At the time, the Civil Rights movement was heating up, and John F. Kennedy was assassinated.

  

The same month that JFK was assassinated in Texas, in Indiana, DeFields was distributing anti-semitic and racist leaflets on cars in St. Joseph County outside of a bowling alley. He was arrested the following February on the charge of ‘Racketeering in Hatred' under the Indiana Anti-Hate Act.

 

Libby Baker and Judy Shroyer, of the Michiana Jewish Historical Society, were digitizing files when they came across the DeFields case.

 

“The Jewish Federation of St.

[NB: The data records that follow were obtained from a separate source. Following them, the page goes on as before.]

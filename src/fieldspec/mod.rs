//! Declarative fixed-layout record decoding.
//!
//! A field spec is an ordered list of [`Field`] descriptors. [`decode`] reads
//! exactly the bytes the spec declares from the front of a buffer, decodes
//! every field little-endian and evaluates the per-field checks as it goes,
//! so a structural assumption is declared next to the field it constrains.
//!
//! Specs used by the parsers are `const` arrays:
//!
//! ```
//! use olefield::fieldspec::{decode, Field, Severity};
//!
//! const HEADER: [Field<'static>; 2] = [
//!     Field::u16("magic").expect(0xbeef, Severity::Fatal),
//!     Field::u32("length"),
//! ];
//!
//! let record = decode(&[0xef, 0xbe, 4, 0, 0, 0], &HEADER, "example header")?;
//! assert_eq!(record.consumed(), 6);
//! assert_eq!(record.int("length")?, 4);
//! # Ok::<(), olefield::Error>(())
//! ```
//!
//! Fields whose width depends on data are decoded in two steps: decode the
//! prefix carrying the length, then decode a second spec built with
//! [`Field::bytes`] and that length.
//!
//! The same layouts can also be written in a line-oriented text form, see
//! [`FieldSpec::parse`].

mod text;

pub use text::FieldSpec;

use crate::common::binary::{read_i16_le, read_i32_le, read_u16_le, read_u32_le};
use crate::common::error::{Error, Result, SpecError};
use smallvec::SmallVec;
use std::fmt;

/// Primitive type of a field
#[derive(Debug, Clone, Copy, PartialEq, Eq)]
pub enum FieldKind {
    /// Signed 16-bit integer
    I16,
    /// Unsigned 16-bit integer
    U16,
    /// Signed 32-bit integer
    I32,
    /// Unsigned 32-bit integer
    U32,
    /// Byte string of the given length
    Bytes(usize),
}

impl FieldKind {
    /// Width of the field in bytes
    pub const fn width(self) -> usize {
        match self {
            FieldKind::I16 | FieldKind::U16 => 2,
            FieldKind::I32 | FieldKind::U32 => 4,
            FieldKind::Bytes(len) => len,
        }
    }

    /// Whether an integer literal is representable in this kind
    pub(crate) fn holds(self, value: i64) -> bool {
        match self {
            FieldKind::I16 => i16::try_from(value).is_ok(),
            FieldKind::U16 => u16::try_from(value).is_ok(),
            FieldKind::I32 => i32::try_from(value).is_ok(),
            FieldKind::U32 => u32::try_from(value).is_ok(),
            FieldKind::Bytes(_) => false,
        }
    }
}

/// What a failed check means
#[derive(Debug, Clone, Copy, PartialEq, Eq)]
pub enum Severity {
    /// The input is not a valid instance of the format
    Fatal,
    /// The input is a variant of the format that is not handled
    Unsupported,
}

/// Constant a field is compared against
#[derive(Debug, Clone, Copy, PartialEq, Eq)]
pub enum Expected<'n> {
    Int(i64),
    Bytes(&'n [u8]),
}

impl fmt::Display for Expected<'_> {
    fn fmt(&self, f: &mut fmt::Formatter<'_>) -> fmt::Result {
        match self {
            Expected::Int(v) => fmt::Display::fmt(&Value::Int(*v), f),
            Expected::Bytes(b) => fmt::Display::fmt(&Value::Bytes(b), f),
        }
    }
}

/// Equality check attached to a field
#[derive(Debug, Clone, Copy, PartialEq, Eq)]
pub struct Check<'n> {
    pub expected: Expected<'n>,
    pub severity: Severity,
}

impl Check<'_> {
    fn verify(&self, value: &Value<'_>, field: &str, context: &str) -> Result<()> {
        let matches = match (self.expected, value) {
            (Expected::Int(e), Value::Int(v)) => e == *v,
            (Expected::Bytes(e), Value::Bytes(v)) => e == *v,
            (Expected::Int(_), Value::Bytes(_)) => {
                return Err(SpecError::KindMismatch {
                    field: field.to_string(),
                    expected: "an integer",
                }
                .into());
            },
            (Expected::Bytes(_), Value::Int(_)) => {
                return Err(SpecError::KindMismatch {
                    field: field.to_string(),
                    expected: "a byte string",
                }
                .into());
            },
        };
        if matches {
            return Ok(());
        }
        Err(match self.severity {
            Severity::Fatal => Error::bad_data(
                context,
                format!("{} is {}, expected {}", field, value, self.expected),
            ),
            Severity::Unsupported => Error::Unsupported {
                context: context.to_string(),
                field: field.to_string(),
                value: value.to_string(),
            },
        })
    }
}

/// One field of a fixed-layout record
#[derive(Debug, Clone, Copy, PartialEq, Eq)]
pub struct Field<'n> {
    pub kind: FieldKind,
    pub name: &'n str,
    pub check: Option<Check<'n>>,
}

impl<'n> Field<'n> {
    pub const fn new(kind: FieldKind, name: &'n str) -> Self {
        Self {
            kind,
            name,
            check: None,
        }
    }

    pub const fn i16(name: &'n str) -> Self {
        Self::new(FieldKind::I16, name)
    }

    pub const fn u16(name: &'n str) -> Self {
        Self::new(FieldKind::U16, name)
    }

    pub const fn i32(name: &'n str) -> Self {
        Self::new(FieldKind::I32, name)
    }

    pub const fn u32(name: &'n str) -> Self {
        Self::new(FieldKind::U32, name)
    }

    pub const fn bytes(name: &'n str, len: usize) -> Self {
        Self::new(FieldKind::Bytes(len), name)
    }

    /// Require the decoded integer to equal `value`
    pub const fn expect(self, value: i64, severity: Severity) -> Self {
        Self {
            check: Some(Check {
                expected: Expected::Int(value),
                severity,
            }),
            ..self
        }
    }

    /// Require the decoded byte string to equal `value`
    pub const fn expect_bytes(self, value: &'n [u8], severity: Severity) -> Self {
        Self {
            check: Some(Check {
                expected: Expected::Bytes(value),
                severity,
            }),
            ..self
        }
    }
}

/// Total width in bytes of the fields in `spec`
pub fn width(spec: &[Field<'_>]) -> usize {
    spec.iter()
        .fold(0usize, |acc, f| acc.saturating_add(f.kind.width()))
}

/// A decoded field value
#[derive(Debug, Clone, Copy, PartialEq, Eq)]
pub enum Value<'a> {
    Int(i64),
    Bytes(&'a [u8]),
}

impl fmt::Display for Value<'_> {
    fn fmt(&self, f: &mut fmt::Formatter<'_>) -> fmt::Result {
        match self {
            Value::Int(v) if *v < 0 => write!(f, "-{:#x}", v.unsigned_abs()),
            Value::Int(v) => write!(f, "{:#x}", v),
            Value::Bytes(b) => {
                f.write_str("x'")?;
                for byte in b.iter() {
                    write!(f, "{:02x}", byte)?;
                }
                f.write_str("'")
            },
        }
    }
}

/// Fields decoded from one record, in spec order
#[derive(Debug, Clone, PartialEq, Eq)]
pub struct Record<'a, 'n> {
    consumed: usize,
    fields: SmallVec<[(&'n str, Value<'a>); 12]>,
}

impl<'a, 'n> Record<'a, 'n> {
    /// Number of bytes the record occupied
    pub fn consumed(&self) -> usize {
        self.consumed
    }

    pub fn get(&self, name: &str) -> Option<Value<'a>> {
        self.fields
            .iter()
            .find(|(n, _)| *n == name)
            .map(|(_, v)| *v)
    }

    /// Integer value of `name`
    pub fn int(&self, name: &str) -> Result<i64> {
        match self.get(name) {
            Some(Value::Int(v)) => Ok(v),
            Some(Value::Bytes(_)) => Err(SpecError::KindMismatch {
                field: name.to_string(),
                expected: "an integer",
            }
            .into()),
            None => Err(SpecError::MissingField(name.to_string()).into()),
        }
    }

    /// Byte string value of `name`, borrowed from the input
    pub fn bytes(&self, name: &str) -> Result<&'a [u8]> {
        match self.get(name) {
            Some(Value::Bytes(b)) => Ok(b),
            Some(Value::Int(_)) => Err(SpecError::KindMismatch {
                field: name.to_string(),
                expected: "a byte string",
            }
            .into()),
            None => Err(SpecError::MissingField(name.to_string()).into()),
        }
    }

    pub fn iter(&self) -> impl Iterator<Item = (&'n str, Value<'a>)> + '_ {
        self.fields.iter().copied()
    }
}

/// Decode the record described by `spec` from the front of `data`.
///
/// `context` names the record in any error raised.
///
/// # Errors
/// * [`Error::Truncated`] if `data` is shorter than the spec's width
/// * [`Error::BadData`] or [`Error::Unsupported`] when a check fails, according
///   to its [`Severity`]; fields after the failing one are not decoded
/// * [`Error::Spec`] if the spec declares a field name twice
pub fn decode<'a, 'n>(
    data: &'a [u8],
    spec: &[Field<'n>],
    context: &str,
) -> Result<Record<'a, 'n>> {
    let total = width(spec);
    let raw = data
        .get(..total)
        .ok_or_else(|| Error::truncated(context, total, data.len()))?;

    let mut fields: SmallVec<[(&'n str, Value<'a>); 12]> = SmallVec::with_capacity(spec.len());
    let mut offset = 0usize;
    for field in spec {
        if fields.iter().any(|(n, _)| *n == field.name) {
            return Err(SpecError::DuplicateField(field.name.to_string()).into());
        }
        let value = match field.kind {
            FieldKind::I16 => Value::Int(read_i16_le(raw, offset)?.into()),
            FieldKind::U16 => Value::Int(read_u16_le(raw, offset)?.into()),
            FieldKind::I32 => Value::Int(read_i32_le(raw, offset)?.into()),
            FieldKind::U32 => Value::Int(read_u32_le(raw, offset)?.into()),
            FieldKind::Bytes(len) => Value::Bytes(&raw[offset..offset + len]),
        };
        offset += field.kind.width();
        if let Some(check) = &field.check {
            check.verify(&value, field.name, context)?;
        }
        fields.push((field.name, value));
    }

    Ok(Record {
        consumed: total,
        fields,
    })
}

Joseph Valley had kept a box of correspondence and newspaper clippings and whatever, having to do with threats and statements that could be considered anti-semitic. And so Libby and I decided to start going through that box to see what we could find,” Judy Shroyer said.

 

What they found was a sheaf of newspaper articles from DeFields’ case the following year, in 1964.

 

Here is another excerpt they found from an article in the News-Palladium from Feb. 20, 1964:

 

“DeFields says he will not only contest the the accusation, but also the constitutionality of the Indiana law passed in 1947, which forbids passing out leaflets or making statements defaming a certain race or religion.”

 

Also looking to contest the law was a lawyer from the Indiana American Civil Liberties Union. Thomas Shaffer took Defields' case. Here he is remembered by his friend and colleague from the Notre Dame Law School, Rick Garnett.

 

 

"He was doing that case pro-bono because of his commitment to the principles of free speech, even for people who were saying things that he didn’t like,” Garnett recalled.

 

Shaffer died in February, but he left behind thousands of pages of writings, including this reflection on the DeFields case.

 

“I did not like Nazis and did not like having this man for a client; I said I was defending the Constitution. As is often true in civil liberties litigation, I did not meet my client. I did not think of myself as representing him. My professional influence on my client, if any, was remarkably indirect,” Shaffer wrote in a 1988 law journal article on ethics.

 

Despite that, Shaffer supported DeFields' motion that the Indiana Anti-Hate Act was unconstitutional. The judge agreed.

 

And that was that. Indiana Courts mostly stopped using the law after that decision -- and it was quietly taken off the books in 1977. Alexander DeFields died in 1983.

 

Since 1964, 45 states and Congress have passed hate crime laws. Despite best efforts by advocates in the state, Indiana went on for 40 years without a law protecting individuals from crimes motivated by discrimination.

 

Until this year, when the governor did sign a law. According to Jessica Gall at the Anti-Defamation League, it wasn't enough.

 

“As currently written this language could encompass virtually any crime targeting people for virtually any reason. So by mixing in virtually any other crime, along with hate crime, it really does dilute the entire concept of hate crimes,” Gall said.

 

Gall says because of the new law’s broadness and vagueness, the Anti-Defamation League does not consider it to be an anti-hate law.